Comment on When making lots of small games is more sustainable than making one big one
poppichew@piefed.social 3 days agoI also remember when people would constantly say that games were too short. I didn't play them at the time, but there was a period when everyone was complaining about waiting for a long time for games - paying a lot for a game, and then finishing it in 5-7 hours and never playing it again.
ampersandrew@lemmy.world 3 days ago
That led into the used market, I suppose (a boogeyman for the games industry that birthed lots of the worst monetization today). I never really had that problem, outside of outliers like Pokemon Snap that were unusually short. In the 00s, it was pretty common to get 8-15 hours for an action game that you paid $50-$60 for, often times with multiplayer modes alongside the single player modes, and that felt like great value to me at the time.

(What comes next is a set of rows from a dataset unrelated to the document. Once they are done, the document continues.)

use clap::Parser;
use std::error::Error;
use std::io::Write;
use std::path::PathBuf;

use xcresult_screenshots::config::{
    self, ENV_BUNDLE_PATH, ENV_COMMAND_ORDER, ENV_OUTPUT_DIR, ENV_TOOL_PROGRAM,
};
use xcresult_screenshots::{CommandOrder, Extractor};

/// Extract PNG screenshot attachments from an Xcode UI test result bundle
#[derive(Parser, Debug)]
#[command(
    name = "xcresult-screenshots",
    about = "Extract PNG screenshot attachments from an Xcode UI test result bundle",
    after_help = "ENVIRONMENT VARIABLES:\n\
        XCRESULT_SCREENSHOTS_BUNDLE       Result bundle to read\n\
        XCRESULT_SCREENSHOTS_OUTPUT_DIR   Directory for extracted PNGs\n\
        XCRESULT_SCREENSHOTS_TOOL         Launcher for xcresulttool\n\
        XCRESULT_SCREENSHOTS_ORDER        object-first or legacy-first\n\
        RUST_LOG                          Log filter (overrides --verbose)"
)]
struct Args {
    /// Path to the .xcresult bundle [default: UITestResults.xcresult]
    #[arg(short, long, env = ENV_BUNDLE_PATH)]
    bundle: Option<PathBuf>,

    /// Directory the screenshots are written to [default: Screenshots]
    #[arg(short, long, env = ENV_OUTPUT_DIR)]
    output: Option<PathBuf>,

    /// Program used to launch xcresulttool [default: xcrun]
    #[arg(long, env = ENV_TOOL_PROGRAM)]
    tool: Option<String>,

    /// Which xcresulttool calling convention to try first [default: object-first]
    #[arg(long, value_enum, env = ENV_COMMAND_ORDER)]
    order: Option<CommandOrder>,

    /// Also write <output>/manifest.json describing the run
    #[arg(long)]
    manifest: bool,

    /// Print debug diagnostics to stderr
    #[arg(short, long)]
    verbose: bool,
}

fn main() -> Result<(), Box<dyn Error>> {
    let args = Args::parse();
    init_logger(args.verbose);

    // Flags and their env fallbacks override the cached defaults
    let mut config = config::get().clone();
    if let Some(bundle) = args.bundle {
        config = config.bundle_path(bundle);
    }
    if let Some(output) = args.output {
        config = config.output_dir(output);
    }
    if let Some(tool) = args.tool {
        config = config.tool_program(tool);
    }
    if let Some(order) = args.order {
        config = config.order(order);
    }

    let stdout = std::io::stdout();
    let mut out = stdout.lock();
    let report = Extractor::system(config).run(&mut out)?;

    if args.manifest {
        let path = report.write_manifest()?;
        writeln!(out, "Manifest: {}", path.display())?;
    }

    Ok(())
}

fn init_logger(verbose: bool) {
    let level = if verbose {
        log::LevelFilter::Debug
    } else {
        log::LevelFilter::Warn
    };
    let mut builder = env_logger::Builder::new();
    builder.filter_level(level).format_timestamp(None);
    if let Ok(filters) = std::env::var("RUST_LOG") {
        builder.parse_filters(&filters);
    }
    builder.init();
}
//! xcresult-screenshots - pull PNG screenshots out of Xcode result bundles.
//!
//! This crate provides:
//! - A subprocess layer over `xcresulttool` with primary/legacy fallback
//! - A generic tree for the bundle's JSON dump
//! - A depth-bounded walk for `ActionTestAttachment` records
//! - The extraction run that writes each PNG attachment to disk
//!
//! # Example
//!
//! ```rust,no_run
//! use xcresult_screenshots::{Config, Extractor};
//!
//! let config = Config::defaults().bundle_path("UITestResults.xcresult");
//! let report = Extractor::system(config).run(&mut std::io::stdout()).unwrap();
//! println!("{} files", report.total);
//! ```

pub mod attachment;
pub mod config;
pub mod error;
pub mod extractor;
pub mod tool;
pub mod tree;

// Re-export configuration and errors
pub use config::Config;
pub use error::{ExtractError, ExtractResult};

// Re-export the tool layer
pub use tool::{CommandOrder, CommandRunner, CommandSpec, SystemRunner, ToolOutput, XcResultTool, run_with_fallback};

// Re-export tree and attachment types
pub use attachment::{AttachmentRecord, collect_attachments, find_attachments};
pub use tree::Node;

// Re-export the extraction run
pub use extractor::{ExtractedScreenshot, ExtractionReport, Extractor, Outcome};
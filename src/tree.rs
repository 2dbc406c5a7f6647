//! Generic tree parsed from the bundle dump.
//!
//! `xcresulttool` wraps every value in a typed object (`{"_type": ...,
//! "_value": ...}`), so the dump is walked structurally rather than
//! deserialized into a schema.
//!
//! Dumps have no fixed nesting limit. Parsing, conversion and drop all grow
//! the stack on demand instead of failing on deep but well-formed input.

use serde::Deserialize;
use serde_json::Value;

/// Grow the stack when less than this remains (100KB)
const RED_ZONE: usize = 100 * 1024;

/// Stack space allocated per growth (1MB)
const STACK_PER_RECURSION: usize = 1024 * 1024;

fn ensure_sufficient_stack<R>(f: impl FnOnce() -> R) -> R {
    stacker::maybe_grow(RED_ZONE, STACK_PER_RECURSION, f)
}

/// One node of the dump
#[derive(Debug, Clone, PartialEq)]
pub enum Node {
    /// Object, entries kept in document order
    Mapping(Vec<(String, Node)>),
    /// Array
    Sequence(Vec<Node>),
    /// String, number, bool or null
    Scalar(Value),
}

impl Node {
    /// Parse dump text into a tree
    pub fn parse(text: &str) -> Result<Self, serde_json::Error> {
        let mut de = serde_json::Deserializer::from_str(text);
        de.disable_recursion_limit();
        let value = Value::deserialize(serde_stacker::Deserializer::new(&mut de))?;
        de.end()?;
        Ok(Node::from(value))
    }

    /// Value under `key` if this is a mapping
    pub fn get(&self, key: &str) -> Option<&Node> {
        match self {
            Node::Mapping(entries) => entries.iter().find(|(k, _)| k == key).map(|(_, v)| v),
            _ => None,
        }
    }

    /// Follow a chain of mapping keys
    pub fn path(&self, keys: &[&str]) -> Option<&Node> {
        keys.iter().try_fold(self, |node, key| node.get(key))
    }

    /// String content of a scalar
    pub fn as_str(&self) -> Option<&str> {
        match self {
            Node::Scalar(Value::String(s)) => Some(s),
            _ => None,
        }
    }

    /// Child nodes in document order; empty for scalars
    pub fn children(&self) -> Box<dyn Iterator<Item = &Node> + '_> {
        match self {
            Node::Mapping(entries) => Box::new(entries.iter().map(|(_, v)| v)),
            Node::Sequence(items) => Box::new(items.iter()),
            Node::Scalar(_) => Box::new(std::iter::empty()),
        }
    }

    /// Whether this is a mapping or a sequence
    pub fn is_container(&self) -> bool {
        !matches!(self, Node::Scalar(_))
    }
}

impl From<Value> for Node {
    fn from(value: Value) -> Self {
        ensure_sufficient_stack(|| match value {
            Value::Object(map) => {
                Node::Mapping(map.into_iter().map(|(k, v)| (k, Node::from(v))).collect())
            }
            Value::Array(items) => Node::Sequence(items.into_iter().map(Node::from).collect()),
            scalar => Node::Scalar(scalar),
        })
    }
}

impl Drop for Node {
    fn drop(&mut self) {
        // Children are released inside the grown stack, one level per call
        ensure_sufficient_stack(|| match self {
            Node::Mapping(entries) => drop(std::mem::take(entries)),
            Node::Sequence(items) => drop(std::mem::take(items)),
            Node::Scalar(_) => {}
        })
    }
}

poppichew@piefed.social 3 days ago
I've never had that problem myself either. I took a break there for quite some time with my gaming but I did grow up with it, and I have returned to it. I can't think of a time when I have played a game - even a story based one, and liked it and haven't returned to it at least once more. I think I've noticed though, I am kind of a gaming minority. I think the funniest thing I can say about games is that back when I played with a big rowdy group of guys a game would last however long it lasted because the guys would fight and swap for whoever was controlling the character and we'd play that shit into the ground regardless of how long a game was. The last system I had was a PS2, so idk but I knew a lot of complaints started coming out PS3 era. Snap even was a game that we played like crazy. I had a friend who had a N64, and Pokemon was so hot! And we'd all just sit there and see if we could do "perfect" runs even though it was pretty much the same game over and over again.